YOUR TASK ▸ After locating the line with "impl TransitionHandler for SendRequest" in the data that follows, return it and every later line exactly, up to and including the line with "pub fn graph(delivery: Arc<dyn".

INPUT DATA ▸
________

//! Stator core
//!
//! Domain types for the state-machine engine: entity records, state graphs,
//! transition handlers, retry policy and the clock abstraction. This crate
//! has no storage or runtime dependencies.

pub mod clock;
pub mod entity;
pub mod graph;
pub mod handler;
pub mod registry;
pub mod retry;

pub use clock::{Clock, ManualClock, SystemClock};
pub use entity::{EntityRecord, EntityRef, EntityType, StateName};
pub use graph::{StateDef, StateGraph, StateGraphBuilder, StateTimeout};
pub use handler::{handler_fn, Transition, TransitionHandler};
pub use registry::GraphRegistry;
pub use retry::{RetryPolicy, RetryStrategy};

/// Core error type
#[derive(Debug, thiserror::Error)]
pub enum Error {
    #[error("Configuration error: {0}")]
    Configuration(String),

    #[error("Invariant violation: {0}")]
    InvariantViolation(String),

    #[error("Unknown state '{state}' for entity type '{entity_type}'")]
    UnknownState { entity_type: String, state: String },

    #[error("Unknown entity type: {0}")]
    UnknownEntityType(String),
}

/// Result type for core operations
pub type Result<T> = std::result::Result<T, Error>;
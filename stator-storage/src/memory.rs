//! In-process state store
//!
//! Every operation runs under one mutex, which makes `try_claim` and the
//! owner-fenced writes atomic the same way a single conditional UPDATE is
//! in PostgreSQL.

use crate::models::StateCount;
use crate::store::{DueQuery, StateStore, StateUpdate};
use crate::{Error, Result};
use async_trait::async_trait;
use chrono::{DateTime, Utc};
use parking_lot::Mutex;
use stator_core::{EntityRecord, EntityRef, EntityType};
use std::collections::{BTreeMap, HashMap};
use std::sync::Arc;

/// In-memory [`StateStore`]
#[derive(Debug, Clone, Default)]
pub struct MemoryStore {
    records: Arc<Mutex<HashMap<EntityRef, EntityRecord>>>,
}

impl MemoryStore {
    pub fn new() -> Self {
        Self::default()
    }

    /// Snapshot of every stored record
    pub fn snapshot(&self) -> Vec<EntityRecord> {
        self.records.lock().values().cloned().collect()
    }

    pub fn len(&self) -> usize {
        self.records.lock().len()
    }

    pub fn is_empty(&self) -> bool {
        self.records.lock().is_empty()
    }

    /// Overwrite a record without any checks (test setup only)
    pub fn put(&self, record: EntityRecord) {
        self.records.lock().insert(record.entity.clone(), record);
    }
}

#[async_trait]
impl StateStore for MemoryStore {
    async fn insert(&self, record: &EntityRecord) -> Result<()> {
        if record.state.as_str().is_empty() {
            return Err(Error::ValidationError("state cannot be empty".to_string()));
        }
        let mut records = self.records.lock();
        if records.contains_key(&record.entity) {
            return Err(Error::AlreadyExists(record.entity.to_string()));
        }
        records.insert(record.entity.clone(), record.clone());
        Ok(())
    }

    async fn get(&self, entity: &EntityRef) -> Result<Option<EntityRecord>> {
        Ok(self.records.lock().get(entity).cloned())
    }

    async fn find_due(
        &self,
        queries: &[DueQuery],
        now: DateTime<Utc>,
        limit: usize,
    ) -> Result<Vec<EntityRecord>> {
        if limit == 0 || queries.is_empty() {
            return Ok(Vec::new());
        }

        let records = self.records.lock();
        let mut due: Vec<(DateTime<Utc>, EntityRecord)> = records
            .values()
            .filter_map(|record| {
                queries
                    .iter()
                    .find(|q| q.matches(record, now))
                    .map(|q| (record.next_attempt_at(&q.retry), record.clone()))
            })
            .collect();
        drop(records);

        due.sort_by(|(a_at, a), (b_at, b)| {
            a_at.cmp(b_at)
                .then_with(|| a.created_at.cmp(&b.created_at))
                .then_with(|| a.entity.id.cmp(&b.entity.id))
        });
        Ok(due.into_iter().take(limit).map(|(_, r)| r).collect())
    }

    async fn try_claim(
        &self,
        entity: &EntityRef,
        owner: &str,
        now: DateTime<Utc>,
        until: DateTime<Utc>,
    ) -> Result<Option<EntityRecord>> {
        let mut records = self.records.lock();
        let Some(record) = records.get_mut(entity) else {
            return Ok(None);
        };
        if record.is_locked(now) {
            return Ok(None);
        }
        record.state_locked_until = Some(until);
        record.state_lock_owner = Some(owner.to_string());
        Ok(Some(record.clone()))
    }

    async fn complete(
        &self,
        entity: &EntityRef,
        owner: &str,
        update: &StateUpdate,
    ) -> Result<bool> {
        let mut records = self.records.lock();
        let Some(record) = records.get_mut(entity) else {
            return Ok(false);
        };
        if record.state_lock_owner.as_deref() != Some(owner) {
            return Ok(false);
        }

        match update {
            StateUpdate::Transitioned { state, at } => {
                record.state = state.clone();
                record.state_changed = record.state_changed.max(*at);
                record.state_attempted = None;
                record.attempt_count = 0;
            }
            StateUpdate::Attempted { attempt_count, at } => {
                record.state_attempted = Some(*at);
                record.attempt_count = *attempt_count;
            }
        }
        record.state_locked_until = None;
        record.state_lock_owner = None;
        Ok(true)
    }

    async fn release(&self, entity: &EntityRef, owner: &str) -> Result<bool> {
        let mut records = self.records.lock();
        match records.get_mut(entity) {
            Some(record) if record.state_lock_owner.as_deref() == Some(owner) => {
                record.state_locked_until = None;
                record.state_lock_owner = None;
                Ok(true)
            }
            _ => Ok(false),
        }
    }

    async fn delete(&self, entity: &EntityRef) -> Result<bool> {
        Ok(self.records.lock().remove(entity).is_some())
    }

    async fn list_stuck(
        &self,
        entity_type: Option<&EntityType>,
        limit: usize,
    ) -> Result<Vec<EntityRecord>> {
        let mut stuck: Vec<EntityRecord> = self
            .records
            .lock()
            .values()
            .filter(|r| r.attempt_count > 0)
            .filter(|r| entity_type.map_or(true, |t| r.entity.entity_type == *t))
            .cloned()
            .collect();
        stuck.sort_by(|a, b| {
            b.attempt_count
                .cmp(&a.attempt_count)
                .then_with(|| a.state_attempted.cmp(&b.state_attempted))
        });
        stuck.truncate(limit);
        Ok(stuck)
    }

    async fn count_by_state(&self) -> Result<Vec<StateCount>> {
        let mut counts: BTreeMap<(String, String), i64> = BTreeMap::new();
        for record in self.records.lock().values() {
            *counts
                .entry((
                    record.entity.entity_type.to_string(),
                    record.state.to_string(),
                ))
                .or_default() += 1;
        }
        Ok(counts
            .into_iter()
            .map(|((entity_type, state), count)| StateCount {
                entity_type,
                state,
                count,
            })
            .collect())
    }
}
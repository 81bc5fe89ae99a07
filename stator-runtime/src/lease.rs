//! Time-bounded exclusive claims on entities
//!
//! A lease is the only thing that keeps two executors off the same entity.
//! It is taken with one atomic conditional update and expires on its own;
//! there is no heartbeat, so a crashed holder is recovered by expiry alone.

use crate::metrics::CLAIM_CONFLICTS_TOTAL;
use crate::{map_storage_error, Result};
use chrono::{DateTime, Utc};
use stator_core::{Clock, EntityRecord, EntityRef};
use stator_storage::StateStore;
use std::sync::Arc;
use std::time::Duration;
use tracing::{debug, instrument};
use uuid::Uuid;

/// A live claim on one entity
#[derive(Debug, Clone, PartialEq, Eq)]
pub struct Lease {
    pub entity: EntityRef,

    /// Unique per claim: `"{worker_id}/{uuid}"`
    pub owner: String,

    pub acquired_at: DateTime<Utc>,
    pub expires_at: DateTime<Utc>,
}

impl Lease {
    pub fn is_expired(&self, now: DateTime<Utc>) -> bool {
        now >= self.expires_at
    }
}

/// A successful claim: the lease plus the row as it was claimed
#[derive(Debug, Clone)]
pub struct Claim {
    pub lease: Lease,
    pub record: EntityRecord,
}

/// Claims and releases entity leases
pub struct LeaseManager {
    store: Arc<dyn StateStore>,
    clock: Arc<dyn Clock>,
    worker_id: String,
}

impl LeaseManager {
    pub fn new(store: Arc<dyn StateStore>, clock: Arc<dyn Clock>, worker_id: impl Into<String>) -> Self {
        Self {
            store,
            clock,
            worker_id: worker_id.into(),
        }
    }

    pub fn worker_id(&self) -> &str {
        &self.worker_id
    }

    fn owner_token(&self) -> String {
        format!("{}/{}", self.worker_id, Uuid::new_v4())
    }

    /// Claim `entity` for `duration` if nobody holds a live lease on it.
    ///
    /// Returns `None` when another lease is live or the entity is gone.
    #[instrument(
        skip(self),
        fields(
            entity_type = %entity.entity_type,
            entity_id = %entity.id,
            worker_id = %self.worker_id
        )
    )]
    pub async fn try_claim(&self, entity: &EntityRef, duration: Duration) -> Result<Option<Claim>> {
        let now = self.clock.now();
        let expires_at = now
            + chrono::Duration::from_std(duration)
                .map_err(|e| crate::Error::Configuration(format!("lease duration: {}", e)))?;
        let owner = self.owner_token();

        let claimed = self
            .store
            .try_claim(entity, &owner, now, expires_at)
            .await
            .map_err(|e| map_storage_error(e, "claim entity"))?;

        match claimed {
            Some(record) => {
                debug!(owner = %owner, expires_at = %expires_at, "Lease acquired");
                Ok(Some(Claim {
                    lease: Lease {
                        entity: entity.clone(),
                        owner,
                        acquired_at: now,
                        expires_at,
                    },
                    record,
                }))
            }
            None => {
                // A missing row is not a conflict
                let exists = self
                    .store
                    .get(entity)
                    .await
                    .map_err(|e| map_storage_error(e, "look up unclaimed entity"))?
                    .is_some();
                if exists {
                    CLAIM_CONFLICTS_TOTAL
                        .with_label_values(&[entity.entity_type.as_str()])
                        .inc();
                    debug!("Entity already claimed");
                } else {
                    debug!("Entity no longer exists");
                }
                Ok(None)
            }
        }
    }

    /// Release `lease` if it is still ours; a successor's lease is never touched
    #[instrument(
        skip(self, lease),
        fields(entity_type = %lease.entity.entity_type, entity_id = %lease.entity.id)
    )]
    pub async fn release(&self, lease: &Lease) -> Result<bool> {
        self.store
            .release(&lease.entity, &lease.owner)
            .await
            .map_err(|e| map_storage_error(e, "release lease"))
    }
}
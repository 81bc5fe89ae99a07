//! Follow lifecycle
//!
//! ```text
//! unrequested --request--> remote_requested --(Accept arrives)--> accepted
//!             \--local target----------------------------------->/
//! accepted --(unfollow)--> undone --send Undo--> undone_remotely
//! ```
//!
//! `remote_requested` and `accepted` are moved on by the inbox and web
//! layers through the manual trigger.

use crate::collaborators::{FollowDelivery, FollowRequest};
use crate::FederationConfig;
use async_trait::async_trait;
use stator_core::{EntityRecord, Result, StateDef, StateGraph, Transition, TransitionHandler};
use std::sync::Arc;

pub const ENTITY_TYPE: &str = "follow";
pub const UNREQUESTED: &str = "unrequested";
pub const REMOTE_REQUESTED: &str = "remote_requested";
pub const ACCEPTED: &str = "accepted";
pub const UNDONE: &str = "undone";
pub const UNDONE_REMOTELY: &str = "undone_remotely";

pub struct SendRequest {
    delivery: Arc<dyn FollowDelivery>,
}

#[async_trait]
impl TransitionHandler for SendRequest {
    async fn handle(&self, entity: &EntityRecord) -> anyhow::Result<Transition> {
        Ok(match self.delivery.request(entity.entity.id).await? {
            FollowRequest::AcceptedLocally => Transition::to(ACCEPTED),
            FollowRequest::SentRemote => Transition::to(REMOTE_REQUESTED),
        })
    }
}

pub struct SendUndo {
    delivery: Arc<dyn FollowDelivery>,
}

#[async_trait]
impl TransitionHandler for SendUndo {
    async fn handle(&self, entity: &EntityRecord) -> anyhow::Result<Transition> {
        self.delivery.undo(entity.entity.id).await?;
        Ok(Transition::to(UNDONE_REMOTELY))
    }
}

pub fn graph(delivery: Arc<dyn FollowDelivery>, config: &FederationConfig) -> Result<StateGraph> {
    StateGraph::builder(ENTITY_TYPE)
        .handler_timeout(config.handler_timeout)
        .initial(UNREQUESTED)
        .state(
            StateDef::new(UNREQUESTED)
                .transitions_to([REMOTE_REQUESTED, ACCEPTED])
                .handler(SendRequest {
                    delivery: delivery.clone(),
                }),
        )
        .state(
            StateDef::new(REMOTE_REQUESTED)
                .transitions_to([ACCEPTED])
                .manual_to([UNREQUESTED])
                .externally_progressed(),
        )
        .state(
            StateDef::new(ACCEPTED)
                .transitions_to([UNDONE])
                .externally_progressed(),
        )
        .state(
            StateDef::new(UNDONE)
                .transitions_to([UNDONE_REMOTELY])
                .handler(SendUndo { delivery }),
        )
        .state(StateDef::terminal(UNDONE_REMOTELY))
        .build()
}
//! Prometheus metrics for storage operations

use lazy_static::lazy_static;
use prometheus::{register_histogram_vec, register_int_counter_vec, HistogramVec, IntCounterVec};

lazy_static! {
    /// Database operation latency
    ///
    /// Labels:
    /// - operation: Store operation name (e.g., "find_due", "try_claim")
    pub static ref DB_OPERATION_DURATION: HistogramVec = register_histogram_vec!(
        "stator_db_operation_duration_seconds",
        "Duration of state store database operations",
        &["operation"],
        vec![0.001, 0.005, 0.01, 0.025, 0.05, 0.1, 0.25, 0.5, 1.0, 2.5]
    )
    .expect("Failed to register db_operation_duration metric");

    /// Database errors by SQLSTATE class
    ///
    /// Labels:
    /// - operation: Store operation name
    /// - kind: "unique_violation", "pool_exhausted", "connection", "other"
    pub static ref DB_ERRORS_TOTAL: IntCounterVec = register_int_counter_vec!(
        "stator_db_errors_total",
        "Total number of state store database errors",
        &["operation", "kind"]
    )
    .expect("Failed to register db_errors_total metric");
}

________

TASK RESULT ▸
impl TransitionHandler for SendRequest {
    async fn handle(&self, entity: &EntityRecord) -> anyhow::Result<Transition> {
        Ok(match self.delivery.request(entity.entity.id).await? {
            FollowRequest::AcceptedLocally => Transition::to(ACCEPTED),
            FollowRequest::SentRemote => Transition::to(REMOTE_REQUESTED),
        })
    }
}

pub struct SendUndo {
    delivery: Arc<dyn FollowDelivery>,
}

#[async_trait]
impl TransitionHandler for SendUndo {
    async fn handle(&self, entity: &EntityRecord) -> anyhow::Result<Transition> {
        self.delivery.undo(entity.entity.id).await?;
        Ok(Transition::to(UNDONE_REMOTELY))
    }
}

pub fn graph(delivery: Arc<dyn FollowDelivery>, config: &FederationConfig) -> Result<StateGraph> {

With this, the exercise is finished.